Tadi malam saya menjemput anak saya di sekolah SMAIT Insantama. Anak saya beserta rombongan yang berjumlah 99 orang itu baru tiba dari Turki. 89 anak adalah siswa kelas 12 dan 10 orang adalah pembimbing yang berasal dari kakak kelas yang telah lulus SMA, orang tua siswa dan guru.
Ngapain ke Turki? Mereka menjalankan program Latihan Kepemimpinan dan Manajemen tingkat Akhir (LKMA) dengan tema Exploring Turkiye selama (30 Oktober – 07 November 2017). Program ini sudah dimulai sejak beberapa tahun yang lalu oleh kakak kelas mereka. Ada yang berkunjung ke Malaysia, Singapura, Australia, Jepang, Belanda dan Jerman.
Apakah itu acara wisata? Jawabnya bukan, mereka sedang dilatih aspek leadeship dan manajerialshipnya oleh tim yang ditunjuk sekolah, diketuai oleh Ir. Karebet Wijayakusuma, adik kelas saya di IPB. Program ini sudah didahului oleh Latihan Dasar Kepemimpinan (LDK) saat mereka kelas 10 dan dilanjutkan Latihan Kepemimpinan dan Manajemen tingkat Menengah (LKMM) saat mereka kelas 11.

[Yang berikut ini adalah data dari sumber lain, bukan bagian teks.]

use crate::{CoreError, CoreResult};

/// Floating point type used throughout the system
pub type Real = f64;

/// Lowest damper position (fully closed).
pub const PERCENT_MIN: u8 = 0;
/// Highest damper position (fully open).
pub const PERCENT_MAX: u8 = 100;

/// One tolerance for everything
#[derive(Clone, Copy, Debug)]
pub struct Tolerances {
    pub abs: Real,
    pub rel: Real,
}

impl Default for Tolerances {
    fn default() -> Self {
        Self {
            abs: 1e-12,
            rel: 1e-9,
        }
    }
}

pub fn nearly_equal(a: Real, b: Real, tol: Tolerances) -> bool {
    let diff = (a - b).abs();
    if diff <= tol.abs {
        return true;
    }
    diff <= tol.rel * a.abs().max(b.abs())
}

pub fn ensure_finite(v: Real, what: &'static str) -> CoreResult<Real> {
    if v.is_finite() {
        Ok(v)
    } else {
        Err(CoreError::NonFinite { what, value: v })
    }
}

/// Round half-to-even, then clamp into `[0, 100]`.
///
/// Input must be finite.
pub fn round_percent(v: Real) -> u8 {
    let rounded = v.round_ties_even();
    rounded.clamp(PERCENT_MIN as Real, PERCENT_MAX as Real) as u8
}

#[cfg(test)]
mod tests {
    use super::*;

    #[test]
    fn nearly_equal_basic() {
        let tol = Tolerances {
            abs: 1e-12,
            rel: 1e-9,
        };
        assert!(nearly_equal(1.0, 1.0 + 1e-12, tol));
        assert!(nearly_equal(0.0, 1e-13, tol));
        assert!(!nearly_equal(1.0, 1.0 + 1e-6, tol));
    }

    #[test]
    fn ensure_finite_detects_nan() {
        let err = ensure_finite(Real::NAN, "test").unwrap_err();
        let msg = format!("{err}");
        assert!(msg.contains("Non-finite"));
    }

    #[test]
    fn round_percent_clamps_and_rounds() {
        assert_eq!(round_percent(54.6), 55);
        assert_eq!(round_percent(103.0), 100);
        assert_eq!(round_percent(-7.2), 0);
        // ties go to even
        assert_eq!(round_percent(52.5), 52);
        assert_eq!(round_percent(53.5), 54);
    }
}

Apa menariknya program ini? Mereka harus mencari dana sendiri untuk terlaksananya kegiatan ini. Bahkan untuk total dana Exploring Turkiye yang lebih dari 1.2 milyar rupiah, mereka juga harus mencari sendiri. Syaratnya satu “tidak boleh meminta dana dari orang tuanya.” Dan perlu Anda ketahui, selama kurang lebih satu tahun, 89 siswa berjibaku mencari dana dengan berbagai cara.
Mereka melakukan pembagian tugas dengan sangat baik, secara bergiliran mereka berjualan, mencari sponsorship, mendatangi berbagai tokoh untuk menjelaskan program ini. Mereka presentasi di gedung MPR/DPR, kantor walikota dan bupati, berbagai perusahaan ternama dan berbagai tempat potensial yang mereka hubungi sendiri. Saat mereka presentasi, ada yang mendukung dan tentu ada juga yang melecehkan. Disinilah, aspek leadership mereka benar-benar terasah dan dilatih.
Saat pengumpulan dana belum mencapai target, anak saya menemui saya “pak, maaf mau merepotkan bapak. Jika diizinkan, bolehkah uang jajan selama setengah tahun kedepan saya minta sekarang dan selama setengah tahun kedepan saya tidak usah diberi uang jajan?”
Kemudian saya tanya ke Hana, anak saya “buat apa uang itu nak?” Hana menjelaskan “dana untuk LKMA ke Turki masih kurang banyak, malu bila saya kontribusinya kecil, untuk itulah saya rela menggunakan uang jajan saya selama setengah tahun kedepan untuk mendukung kegiatan ini.” Ah, meleleh hatiku.
Saya terus mengamati keterlibatan anak saya dalam kegiatan ini, khususnya saat mereka mengumpulkan dana baik melalui jualan maupun mencari donasi. Selain berjualan barang-barang yang cepat laku, anak saya juga ikut jualan kavling tanah, meski kavling tanahnya tidak ada yang laku tapi ia mendapatkan banyak pengalaman berharga. Betapa ia bahagia sekali saat ada tim Gubernur dan wakil Gubernur dari salah satu propinsi ikut berpartisipasi dalam kegiatan ini. Saya pun merasakan kebahagiaan itu.
Bukan hanya itu, selama di Turki, anak saya sering melaporkan apa yang mereka dapatkan, cerita yang saya dapat bukan hanya menariknya tempat yang mereka kunjungi tetapi insight-insight leadership dan kehidupan selama perjalanan mereka. Kunjungan dan diskusi ke berbagai tokoh di Turki dan juga KJRI telah melatih leadeship anak-anak dengan dangat sangat baik. Aktivitas hariannya pun sudah memberikan insight, dimana setiap hari dilakukan pergantian Chief of Delegation (CoD) untuk menyegarkan suasana kepemimpinan.
Selama perjalanan pulang dari sekolah ke rumah tengah malam tadi, saya mendengarkan cerita dan memperhatikan tingkah polah anak saya. Ia menjadi sosok wanita yang bertambah ceria, lebih percaya diri dan berkomitmen kuat untuk melakukan sesuatu yang berarti di bumi.
Dari sini saya semakin yakin bahwa leadership itu bisa dilatih dan dibentuk. Setuju?